Elle a développé un nouveau détecteur acoustique basé sur l’apprentissage profond à utiliser avec la surveillance acoustique passive.
Chitayat explique : « La surveillance acoustique passive est une technique révolutionnaire qui enregistre automatiquement tous les sons à proximité de l’appareil acoustique, y compris les sons des chimpanzés. Elle peut être utilisée pour savoir où se trouvent les chimpanzés, à quelle fréquence, à quelles heures, et combien d’individus. Le problème est que vous avez des heures, des jours, voire des semaines d’enregistrements sonores qui sont bien trop laborieux pour être écoutés manuellement.
Chitayat a donc étudié si elle pouvait automatiser l’identification des sons des chimpanzés afin de trier plus efficacement les vastes ensembles de données grâce à l’apprentissage en profondeur.
Des hululements bruyants aux grognements doux
Pour que l’algorithme de deep learning fonctionne correctement, il a fallu l’alimenter avec de nombreuses données d’entraînement (exemples de sons de chimpanzés et de leur environnement).
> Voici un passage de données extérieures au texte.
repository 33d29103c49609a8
pub mod aggregate;
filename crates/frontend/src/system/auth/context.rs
use contracts::shared::error::ApiError;
use contracts::system::auth::{Bearer, Session, SessionState, StoredSession};
use futures::lock::Mutex;
use leptos::prelude::*;
use leptos::task::spawn_local;
use once_cell::sync::{Lazy, OnceCell};

use super::{api, storage};

static ACTIVE: OnceCell<SessionContext> = OnceCell::new();
static REFRESH_LOCK: Lazy<Mutex<()>> = Lazy::new(|| Mutex::new(()));

fn now_secs() -> i64 {
    (js_sys::Date::now() / 1000.0) as i64
}

/// Current authenticated identity, provided once at the application root.
///
/// Created by [`SessionContext::init`], which restores the persisted session;
/// ended by [`SessionContext::teardown`].
#[derive(Clone, Copy)]
pub struct SessionContext {
    pub state: RwSignal<SessionState>,
}

impl SessionContext {
    /// Provide the context and start restoring the persisted session
    pub fn init() -> Self {
        let ctx = Self {
            state: RwSignal::new(SessionState::Restoring),
        };
        provide_context(ctx);
        if ACTIVE.set(ctx).is_err() {
            log::warn!("session context already initialised");
        }

        spawn_local(async move {
            let restored = restore().await;
            match &restored {
                Some(stored) => log::info!("session restored for {}", stored.session.email),
                None => log::debug!("no session to restore"),
            }
            ctx.state.set(match restored {
                Some(stored) => SessionState::SignedIn(stored.session),
                None => SessionState::SignedOut,
            });
        });

        ctx
    }

    pub fn session(&self) -> Option<Session> {
        self.state.with(|s| s.session().cloned())
    }

    pub fn user_id(&self) -> Option<String> {
        self.state.with(|s| s.user_id().map(str::to_string))
    }

    pub fn email(&self) -> String {
        self.state
            .with(|s| s.session().map(|s| s.email.clone()))
            .unwrap_or_default()
    }

    pub async fn sign_in(&self, email: String, password: String) -> Result<(), ApiError> {
        let response = api::sign_in(email, password).await?;
        let stored = response.into_stored(now_secs());
        storage::save_session(&stored);
        log::info!("signed in as {}", stored.session.email);
        self.state.set(SessionState::SignedIn(stored.session));
        Ok(())
    }

    /// Sign out: revoke on the backend (best effort), drop the tokens and the identity
    pub async fn teardown(&self) {
        if let Some(stored) = storage::load_session() {
            if let Err(e) = api::sign_out(&stored.access_token).await {
                log::warn!("sign-out request failed: {}", e);
            }
        }
        end_session();
        log::info!("signed out");
    }
}

/// Drop the stored tokens and the identity; the route guard then redirects to sign-in
fn end_session() {
    storage::clear_session();
    if let Some(ctx) = ACTIVE.get() {
        ctx.state.set(SessionState::SignedOut);
    }
}

/// Access token for the next backend request, refreshed first when it has expired.
///
/// `None` means the anon key. A failed refresh ends the session.
pub async fn access_token() -> Option<String> {
    // concurrent callers wait for one refresh instead of racing
    let _guard = REFRESH_LOCK.lock().await;
    let stored = storage::load_session();
    match Bearer::for_session(stored.as_ref(), now_secs()) {
        Bearer::Anon => None,
        Bearer::Access(token) => Some(token),
        Bearer::Refresh(refresh_token) => match api::refresh_token(refresh_token).await {
            Ok(response) => {
                let refreshed = response.into_stored(now_secs());
                storage::save_session(&refreshed);
                log::debug!("access token refreshed for {}", refreshed.session.email);
                Some(refreshed.access_token)
            }
            Err(e) => {
                log::warn!("token refresh failed, signing out: {}", e);
                end_session();
                None
            }
        },
    }
}

/// Validate the stored session, refreshing the token when it was rejected or expired
async fn restore() -> Option<StoredSession> {
    let stored = storage::load_session()?;

    if !stored.is_expired(now_secs()) {
        match api::get_current_user(&stored.access_token).await {
            Ok(user) => {
                let restored = StoredSession {
                    session: user.into(),
                    ..stored
                };
                storage::save_session(&restored);
                return Some(restored);
            }
            Err(e) => log::debug!("stored access token rejected: {}", e),
        }
    }

    match api::refresh_token(stored.refresh_token.clone()).await {
        Ok(response) => {
            let refreshed = response.into_stored(now_secs());
            storage::save_session(&refreshed);
            Some(refreshed)
        }
        Err(e) => {
            log::warn!("session refresh failed: {}", e);
            storage::clear_session();
            None
        }
    }
}

/// Hook to access the session context
pub fn use_session() -> SessionContext {
    use_context::<SessionContext>().expect("SessionContext not found in component tree")
}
Chitayat explique : « Cela a été difficile, car il n’existe pas de grandes bases de données de sons disponibles, contrairement aux oiseaux, par exemple.
« Les chimpanzés émettent beaucoup de sons différents pour communiquer entre eux, depuis les hululements forts utilisés pour impressionner et communiquer sur de longues distances jusqu’aux grognements doux utilisés pour se saluer. Nous nous sommes concentrés sur les hululements, ce qui a rendu notre tâche encore plus complexe. difficile en raison de la complexité et de la variabilité de ces appels.
Chitayat a réussi à faire du détecteur acoustique une méthode viable.
« C’est une grande étape, mais pas la dernière. La technologie d’apprentissage automatique pourrait éventuellement être utilisée pour distinguer les chimpanzés individuels. Cela vous permettrait d’en apprendre davantage sur la démographie au sein des groupes, comme le nombre de mâles et de femelles et leur classe d’âge. et leurs modèles et habitudes. Plus nous en apprenons, mieux nous pouvons protéger les chimpanzés.